Letter to the editor: City Council made some important decisions at special meeting
To the editor,
Very important results of the Paso Robles City Council special meeting of July 15, 2020
I was happy with the decisions they made on the first two items;
Even though I am a huge advocate for the homeless, aggressive action was long overdue. My concern for my neighbors and their property far outweighs my sympathy for the plight of the homeless. It’s only because of that last property-destructive fire, that something will now be done.
Even though the cause of that one was not the homeless, it brought to the forefront the seriousness and threat of that Salinas Riverbed what we’re living with every day. We all knew it was just a matter of time before this happened, and thank God for the quick and competent response of our Fire Department.
The city council was unusually fervent in their comments and commitment to getting this problem solved now, not next year. They appropriated $278k from the General Fund Reserves for Emergency Clean-up efforts. I think the best way to summarize the plan is this:
1. Give the people living in the riverbed, 72 hours to leave with their belongings.
2. When the area is clear of persons, city crews will go in with equipment to clear the area of brush, debris and any personal belongings not previously removed.
3. The displaced homeless will be offered services from Echo in Atascadero.
4. After the clean-up, the Riverbed will be patrolled daily to be sure the encampments do not return.
This will be a massive undertaking on the part of the fire department and city police. Kudos to all for making this happen.
Now on to item number 3:
COVID-19 Economic Recovery Measures – Revisiting Temporary Street Closures
I anticipate receiving some serious personal blow-back on this one, but I would be less than honest if I said I approve of all of the decisions the city has made on behalf of the restaurants.
The city council et al, believes that if it were not for the restaurants, Paso Robles would have nothing to offer and the tourists would not come.
I’m perplexed by the how and why of the mindset that says our economic recovery depends solely on the success of our restaurants, and that we must pull out all of the stops and spend whatever resources we have, to do whatever is necessary, ensuring they get what they need.
They just passed a budget with some serious deficiencies. Several programs and services that we all enjoy, were cut. Yet we can find the resources to fund the needs of the dining establishments.
Their argument for the financial support of the restaurants is that, if we help them expand and get back to profitability, they will attract the tourists and be a greater contributor to the city coffers. But, isn’t that true for all businesses?
City Engineer David Athey reported that one restaurant who had encroached onto the sidewalk without the city’s permission was serving alcohol without the license or permission of the city or the ABC, and somehow, due to the “crisis” situation, it was all overlooked. Does anyone at the city know how to spell L.I.A.B.I.L.I.T.Y?
If you drive around the downtown, there are no less than 20 cordoned-off sidewalk café areas. There are city-allowed sidewalk billboards everywhere blocking the walkways. Again…liability! And in my opinion, it’s not charming, it’s cluttered and junky looking.
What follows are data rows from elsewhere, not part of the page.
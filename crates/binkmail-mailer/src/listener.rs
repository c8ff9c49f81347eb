//! Inbound TCP listener.
//!
//! Accepts connections on the binkp port and runs an answerer session on
//! each, one task per connection. Once a caller authenticates, the
//! session driver takes its BSY lock and the session also delivers any
//! mail we have queued for that caller — a poll costs the caller one
//! connection instead of two.

use std::sync::Arc;

use tokio::net::TcpListener;

use binkmail_core::{Role, SessionMachine};
use binkmail_outbound::FlowFile;

use crate::{
    config::MailerConfig,
    driver::{SessionLock, run_session},
    poller::{queue_for_link, settle_flows},
};

/// Bound inbound listener.
pub struct Listener {
    inner: TcpListener,
    config: Arc<MailerConfig>,
}

impl Listener {
    /// Bind to `bind` (e.g. `0.0.0.0:24554`).
    pub async fn bind(config: Arc<MailerConfig>, bind: &str) -> std::io::Result<Self> {
        let inner = TcpListener::bind(bind).await?;
        tracing::info!("listening on {}", inner.local_addr()?);
        Ok(Self { inner, config })
    }

    /// The actual bound address (useful with port 0).
    pub fn local_addr(&self) -> std::io::Result<std::net::SocketAddr> {
        self.inner.local_addr()
    }

    /// Accept loop; runs until the listener errors.
    pub async fn run(self) -> std::io::Result<()> {
        loop {
            let (stream, peer) = self.inner.accept().await?;
            tracing::info!("inbound connection from {peer}");
            let config = Arc::clone(&self.config);
            tokio::spawn(async move {
                handle_inbound(config, stream).await;
            });
        }
    }
}

async fn handle_inbound(config: Arc<MailerConfig>, stream: tokio::net::TcpStream) {
    let machine = SessionMachine::new(Role::Answerer, config.session_config(None));
    let layout = config.layout();
    let ident = config.ident();

    let mut flows: Vec<FlowFile> = Vec::new();
    let lock = SessionLock::OnTransfer { layout: &layout, ident: &ident };

    let mut outcome = run_session(stream, machine, lock, |machine| {
        // The caller is authenticated and locked; queue what we have
        // for its first presented address.
        let Some(remote) = machine.remote_addresses().first().cloned() else {
            return;
        };
        match queue_for_link(&layout, &remote, false, machine) {
            Ok(found) => flows = found,
            Err(err) => tracing::warn!("{remote}: scanning outbound: {err}"),
        }
    })
    .await;

    let completions = outcome.machine.take_completions();
    if let Err(err) = settle_flows(&flows, &completions) {
        tracing::warn!("inbound session flow bookkeeping failed: {err}");
    }

    match outcome.result {
        Ok(summary) => {
            tracing::info!(
                "inbound session done: {} files / {} bytes in, {} files / {} bytes out",
                summary.files_received,
                summary.bytes_received,
                summary.files_sent,
                summary.bytes_sent
            );
            if let Some(remote) = outcome.machine.remote_addresses().first() {
                let _ = binkmail_outbound::clear_try(&layout, remote);
            }
        },
        Err(err) => tracing::warn!("inbound session failed: {err}"),
    }
}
Previously the council approved city park dining and the construction of parklets. OK, fine. Wednesday night, council directed staff to pursue half-street or one-way street closures with safety barriers and to defer cost-recovery permit fees (collecting only after the local emergency has ended), and to make a sidewalk dining permit program available as soon as possible so that all businesses with sidewalk dining can come into compliance. The cost to the city (you and me) will be substantial, very expensive barriers, staff, emergency services, etc.
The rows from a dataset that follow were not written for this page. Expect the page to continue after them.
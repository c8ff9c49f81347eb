//! Session driver: runs one [`SessionMachine`] over one connection.
//!
//! The machine decides, the driver executes. Each loop turn the driver
//! forwards queued frames to a spawned writer task (so a slow peer can
//! never wedge our reads), reads with the machine's per-frame deadline,
//! and routes frames, timeouts, and socket errors into the machine.
//!
//! For inbound sessions the driver also takes the peer's BSY lock at the
//! moment the session enters the transfer phase — the earliest point the
//! peer's identity is authenticated — and answers `M_BSY` if another
//! session already owns that link.

use std::{collections::VecDeque, time::Instant};

use tokio::{
    io::{AsyncRead, AsyncWrite},
    sync::mpsc,
};

use binkmail_core::{SessionAction, SessionError, SessionMachine, SessionState, SessionSummary};
use binkmail_outbound::{BsoLayout, LockGuard, LockKind, OutboundError};
use binkmail_proto::{Command, Frame};

/// How many frames may sit between the driver and the writer task.
const WRITE_QUEUE: usize = 64;

/// BSY handling for a session.
pub enum SessionLock<'a> {
    /// The caller already holds the link's lock (outbound polls).
    AlreadyHeld,
    /// Acquire the caller's lock once its address is authenticated
    /// (inbound sessions).
    OnTransfer {
        /// Outbound layout to derive the lock path from.
        layout: &'a BsoLayout,
        /// Ident written into the lock payload.
        ident: &'a str,
    },
}

/// Outcome of a driven session.
pub struct SessionOutcome {
    /// The machine, for summaries and completion bookkeeping.
    pub machine: SessionMachine,
    /// `Ok` when the batch completed on both sides.
    pub result: Result<SessionSummary, SessionError>,
}

/// Drive `machine` over `stream` until the session finishes.
///
/// `on_transfer` runs once, the first time the session enters the
/// transfer phase (and, for inbound sessions, after the BSY lock is
/// held). Answerers use it to queue outbound work for the caller, whose
/// identity is only known by then.
pub async fn run_session<S, F>(
    stream: S,
    mut machine: SessionMachine,
    lock: SessionLock<'_>,
    on_transfer: F,
) -> SessionOutcome
where
    S: AsyncRead + AsyncWrite + Send + 'static,
    F: FnMut(&mut SessionMachine),
{
    let frame_timeout = machine.frame_timeout();
    let (read_half, write_half) = tokio::io::split(stream);
    let mut reader = crate::transport::FrameReader::new(read_half);

    // Writer task: drains the frame queue so reads and writes make
    // progress independently (one reader, one writer per socket).
    let (tx, mut rx) = mpsc::channel::<Frame>(WRITE_QUEUE);
    let writer_task = tokio::spawn(async move {
        let mut writer = crate::transport::FrameWriter::new(write_half);
        while let Some(frame) = rx.recv().await {
            let write = tokio::time::timeout(frame_timeout, writer.write_frame(&frame));
            match write.await {
                Ok(Ok(())) => {},
                Ok(Err(err)) => return Err(err),
                Err(_) => {
                    return Err(std::io::Error::new(
                        std::io::ErrorKind::TimedOut,
                        "frame write deadline expired",
                    ));
                },
            }
        }
        writer.shutdown().await
    });

    let mut guard: Option<LockGuard> = None;
    let result =
        drive(&mut reader, &tx, &mut machine, &lock, &mut guard, on_transfer).await;

    if let Err(err) = &result {
        for action in machine.abort_actions(err) {
            if let SessionAction::SendFrame(frame) = action {
                let _ = tx.send(frame).await;
            }
        }
    }

    drop(tx);
    if let Ok(Err(err)) = writer_task.await {
        tracing::debug!("writer shutdown: {err}");
    }
    drop(guard);

    let result = result.map(|()| machine.summary());
    SessionOutcome { machine, result }
}

async fn drive<R, F>(
    reader: &mut crate::transport::FrameReader<R>,
    tx: &mpsc::Sender<Frame>,
    machine: &mut SessionMachine,
    lock: &SessionLock<'_>,
    guard: &mut Option<LockGuard>,
    mut on_transfer: F,
) -> Result<(), SessionError>
where
    R: AsyncRead + Unpin,
    F: FnMut(&mut SessionMachine),
{
    let frame_timeout = machine.frame_timeout();
    let mut outbox: VecDeque<Frame> = VecDeque::new();
    let mut transfer_hooked = false;

    queue_actions(machine.start(Instant::now())?, &mut outbox);

    loop {
        if outbox.is_empty() && !machine.is_finished() {
            queue_actions(machine.poll_send(Instant::now())?, &mut outbox);
        }

        interlock(machine, lock, guard, tx).await?;
        if !transfer_hooked && machine.state() == SessionState::Transfer {
            transfer_hooked = true;
            on_transfer(machine);
        }

        if machine.is_finished() {
            // Flush our last frames without racing the peer's close; an
            // EOF now is just the other side finishing first.
            while let Some(frame) = outbox.pop_front() {
                tx.send(frame)
                    .await
                    .map_err(|_| SessionError::Network("writer task gone".to_string()))?;
            }
            return Ok(());
        }

        tokio::select! {
            permit = tx.reserve(), if !outbox.is_empty() => {
                let permit = permit
                    .map_err(|_| SessionError::Network("writer task gone".to_string()))?;
                if let Some(frame) = outbox.pop_front() {
                    permit.send(frame);
                }
            },
            read = tokio::time::timeout(frame_timeout, reader.read_frame()) => {
                let actions = match read {
                    Err(_elapsed) => machine.handle_timeout(Instant::now())?,
                    Ok(Err(err)) => return Err(SessionError::Network(err.to_string())),
                    Ok(Ok(frame)) => machine.handle_frame(&frame, Instant::now())?,
                };
                queue_actions(actions, &mut outbox);
            },
        }
    }
}

/// Take the peer's BSY lock once an inbound session is authenticated.
async fn interlock(
    machine: &mut SessionMachine,
    lock: &SessionLock<'_>,
    guard: &mut Option<LockGuard>,
    tx: &mpsc::Sender<Frame>,
) -> Result<(), SessionError> {
    let SessionLock::OnTransfer { layout, ident } = lock else {
        return Ok(());
    };
    if guard.is_some() || machine.state() != SessionState::Transfer {
        return Ok(());
    }
    let Some(remote) = machine.remote_addresses().first() else {
        return Ok(());
    };

    match binkmail_outbound::acquire(layout, remote, LockKind::Busy, ident) {
        Ok(acquired) => {
            *guard = Some(acquired);
            Ok(())
        },
        Err(OutboundError::Busy(path)) => {
            tracing::info!("{remote} already in session ({} exists)", path.display());
            if let Ok(frame) = Command::Busy("link is busy, try again later".to_string()).to_frame()
            {
                let _ = tx.send(frame).await;
            }
            Err(SessionError::RemoteBusy(format!("local BSY held for {remote}")))
        },
        Err(err) => Err(SessionError::File(err.to_string())),
    }
}

fn queue_actions(actions: Vec<SessionAction>, outbox: &mut VecDeque<Frame>) {
    for action in actions {
        match action {
            SessionAction::SendFrame(frame) => outbox.push_back(frame),
            SessionAction::Close { reason } => {
                tracing::debug!("session closing: {reason}");
            },
        }
    }
}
What if, on these street-closure nights, the retail stores decided to set up tables outside their stores, selling their goods? Would that be acceptable? Because if it’s not, the city better learn how to spell discrimination! And if not, what’s the difference?
Make no mistake; wining and dining in this town is an undeniable draw to tourists. When you think about it, what else is there for them to do after 5 p.m.? I’m not discounting that at all.
But what I would like, is to see the same time, energy, consideration and financial resources spent on other business sectors that contribute equally to the success of our town.
And if you think this is all ok because it’s just temporary to get us through this crisis, “temporary” could be a long way off or permanent, and costly to us all. So I’ll say it again….if you think that food and alcohol is the only thing that makes up the character and charm of this town, you’re not paying attention.